◆ What you should do:
Among the entries that follow, find the lines holding "crate" and say how many there are, with no other words.

◆ Input data:
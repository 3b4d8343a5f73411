use chrono::{DateTime, NaiveDate, Utc};
use rust_decimal::Decimal;
use serde::{Deserialize, Serialize};
use sqlx::FromRow;
use std::fmt;
use std::str::FromStr;
use uuid::Uuid;

use crate::error::AppError;
use crate::models::customer::Source;

/// Invoice status enumeration
#[derive(Debug, Clone, Copy, PartialEq, Eq, Hash, Serialize, Deserialize, sqlx::Type)]
#[sqlx(type_name = "varchar")]
#[serde(rename_all = "lowercase")]
pub enum InvoiceStatus {
    #[sqlx(rename = "pending")]
    Pending,

    #[sqlx(rename = "overdue")]
    Overdue,

    #[sqlx(rename = "partial")]
    Partial,

    #[sqlx(rename = "paid")]
    Paid,
}

impl InvoiceStatus {
    pub fn as_str(&self) -> &'static str {
        match self {
            InvoiceStatus::Pending => "pending",
            InvoiceStatus::Overdue => "overdue",
            InvoiceStatus::Partial => "partial",
            InvoiceStatus::Paid => "paid",
        }
    }

    /// Pending and overdue invoices count toward DSO.
    pub fn is_outstanding(&self) -> bool {
        matches!(self, InvoiceStatus::Pending | InvoiceStatus::Overdue)
    }
}

impl fmt::Display for InvoiceStatus {
    fn fmt(&self, f: &mut fmt::Formatter<'_>) -> fmt::Result {
        f.write_str(self.as_str())
    }
}

impl FromStr for InvoiceStatus {
    type Err = AppError;

    fn from_str(s: &str) -> Result<Self, Self::Err> {
        match s.trim().to_ascii_lowercase().as_str() {
            "pending" => Ok(InvoiceStatus::Pending),
            "overdue" => Ok(InvoiceStatus::Overdue),
            "partial" => Ok(InvoiceStatus::Partial),
            "paid" => Ok(InvoiceStatus::Paid),
            other => Err(AppError::validation(format!("Unknown invoice status: {}", other))),
        }
    }
}

/// Whole days past due, never negative.
pub fn days_overdue(due_date: NaiveDate, today: NaiveDate) -> i32 {
    (today - due_date).num_days().max(0) as i32
}

/// Invoice model representing a billable obligation owned by one customer.
///
/// Maps to the `invoices` table. `invoice_number` is unique; `days_overdue`
/// is derived and refreshed on every sync and read.
#[derive(Debug, Clone, Serialize, Deserialize, FromRow)]
pub struct Invoice {
    pub id: Uuid,

    /// Owning customer
    pub customer_id: Uuid,

    /// Invoice number (unique)
    pub invoice_number: String,

    pub amount: Decimal,

    pub due_date: NaiveDate,

    pub paid_date: Option<NaiveDate>,

    pub status: InvoiceStatus,

    pub days_overdue: i32,

    /// Source system the invoice was synchronized from
    pub source: Source,

    pub created_at: DateTime<Utc>,

    pub synced_at: DateTime<Utc>,

    pub updated_at: DateTime<Utc>,
}

impl Invoice {
    /// Recomputes `days_overdue` for `today` and promotes pending to overdue
    /// once the due date has passed.
    pub fn refresh_derived(&mut self, today: NaiveDate) {
        if self.status == InvoiceStatus::Paid {
            self.days_overdue = 0;
            return;
        }
        self.days_overdue = days_overdue(self.due_date, today);
        if self.status == InvoiceStatus::Pending && self.days_overdue > 0 {
            self.status = InvoiceStatus::Overdue;
        }
    }

    pub fn is_outstanding(&self) -> bool {
        self.status.is_outstanding()
    }
}

/// Canonical invoice shape written by the synchronizer.
#[derive(Debug, Clone, Serialize, Deserialize)]
pub struct UpsertInvoice {
    pub customer_id: Uuid,
    pub invoice_number: String,
    pub amount: Decimal,
    pub due_date: NaiveDate,
    pub paid_date: Option<NaiveDate>,
    pub status: InvoiceStatus,
    pub days_overdue: i32,
    pub source: Source,
    pub synced_at: DateTime<Utc>,
}

/// Manual invoice status update request.
#[derive(Debug, Clone, Serialize, Deserialize)]
pub struct UpdateInvoiceStatus {
    pub status: InvoiceStatus,
    pub paid_date: Option<NaiveDate>,
}

/// Query parameters for listing invoices.
#[derive(Debug, Clone, Default, Serialize, Deserialize)]
pub struct InvoiceFilter {
    pub status: Option<InvoiceStatus>,
    pub customer_id: Option<Uuid>,
    pub limit: Option<i64>,
}

#[cfg(test)]
mod tests {
    use super::*;

    fn invoice(status: InvoiceStatus, due: NaiveDate) -> Invoice {
        let now = Utc::now();
        Invoice {
            id: Uuid::new_v4(),
            customer_id: Uuid::new_v4(),
            invoice_number: "INV-001".to_string(),
            amount: Decimal::new(100, 0),
            due_date: due,
            paid_date: None,
            status,
            days_overdue: 0,
            source: Source::Crm,
            created_at: now,
            synced_at: now,
            updated_at: now,
        }
    }

    #[test]
    fn test_days_overdue_never_negative() {
        let today = NaiveDate::from_ymd_opt(2024, 3, 10).unwrap();
        assert_eq!(days_overdue(NaiveDate::from_ymd_opt(2024, 3, 20).unwrap(), today), 0);
        assert_eq!(days_overdue(NaiveDate::from_ymd_opt(2024, 3, 1).unwrap(), today), 9);
    }

    #[test]
    fn test_refresh_promotes_pending_past_due() {
        let today = NaiveDate::from_ymd_opt(2024, 3, 10).unwrap();
        let mut inv = invoice(InvoiceStatus::Pending, NaiveDate::from_ymd_opt(2024, 3, 5).unwrap());
        inv.refresh_derived(today);
        assert_eq!(inv.status, InvoiceStatus::Overdue);
        assert_eq!(inv.days_overdue, 5);
    }

    #[test]
    fn test_refresh_leaves_paid_alone() {
        let today = NaiveDate::from_ymd_opt(2024, 3, 10).unwrap();
        let mut inv = invoice(InvoiceStatus::Paid, NaiveDate::from_ymd_opt(2024, 1, 5).unwrap());
        inv.refresh_derived(today);
        assert_eq!(inv.status, InvoiceStatus::Paid);
        assert_eq!(inv.days_overdue, 0);
    }

    #[test]
    fn test_status_parsing() {
        assert_eq!("Overdue".parse::<InvoiceStatus>().unwrap(), InvoiceStatus::Overdue);
        assert!("void".parse::<InvoiceStatus>().is_err());
    }
}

◆ Solution to the exercise:
2